:: YOUR GOAL ::
Exactly as written, give again the line with "parse(input.as_bytes())" and all subsequent lines through the end of the records.

:: SUPPLIED DATA ::

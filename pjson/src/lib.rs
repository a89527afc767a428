// SPDX-License-Identifier: Apache-2.0

//! A minimal JSON value parser.
//!
//! Parses a complete input buffer holding one JSON literal (`null`, `true`,
//! `false`), number, or string into a [`Value`]. Containers are not part of
//! the grammar, and string content is copied byte for byte without escape
//! decoding.
//!
//! ```
//! use pjson::{parse_str, ParseError, ValueType};
//!
//! let value = parse_str(" -1.5e3 ").unwrap();
//! assert_eq!(value.get_type(), ValueType::Number);
//! assert_eq!(value.get_number(), -1500.0);
//!
//! assert_eq!(parse_str("null x"), Err(ParseError::RootNotSingular));
//! ```

#![cfg_attr(not(test), no_std)]

extern crate alloc;

mod number_parser;

mod parse_error;
pub use parse_error::{status_code, ParseError, Status, STATUS_OK};

mod parser;
pub use parser::Parser;

mod scratch_buffer;
pub use scratch_buffer::{ScratchBuffer, INIT_CAPACITY};

mod slice_input_buffer;

mod value;
pub use value::{Value, ValueType};

/// Parses `input` as exactly one JSON value.
pub fn parse(input: &[u8]) -> Result<Value, ParseError> {
    let mut value = Value::default();
    parse_into(&mut value, input)?;
    Ok(value)
}

/// Parses a string slice, see [`parse`].
pub fn parse_str(input: &str) -> Result<Value, ParseError> {
    parse(input.as_bytes())
}

/// Parses `input` into an existing value.
///
/// `value` is reset to `Null` before parsing. After an error it holds no
/// meaningful content and should only be freed or overwritten.
pub fn parse_into(value: &mut Value, input: &[u8]) -> Status {
    Parser::new(input).parse_value(value)
}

:: ANSWER AREA ::
    parse(input.as_bytes())
}

/// Parses `input` into an existing value.
///
/// `value` is reset to `Null` before parsing. After an error it holds no
/// meaningful content and should only be freed or overwritten.
pub fn parse_into(value: &mut Value, input: &[u8]) -> Status {
    Parser::new(input).parse_value(value)
}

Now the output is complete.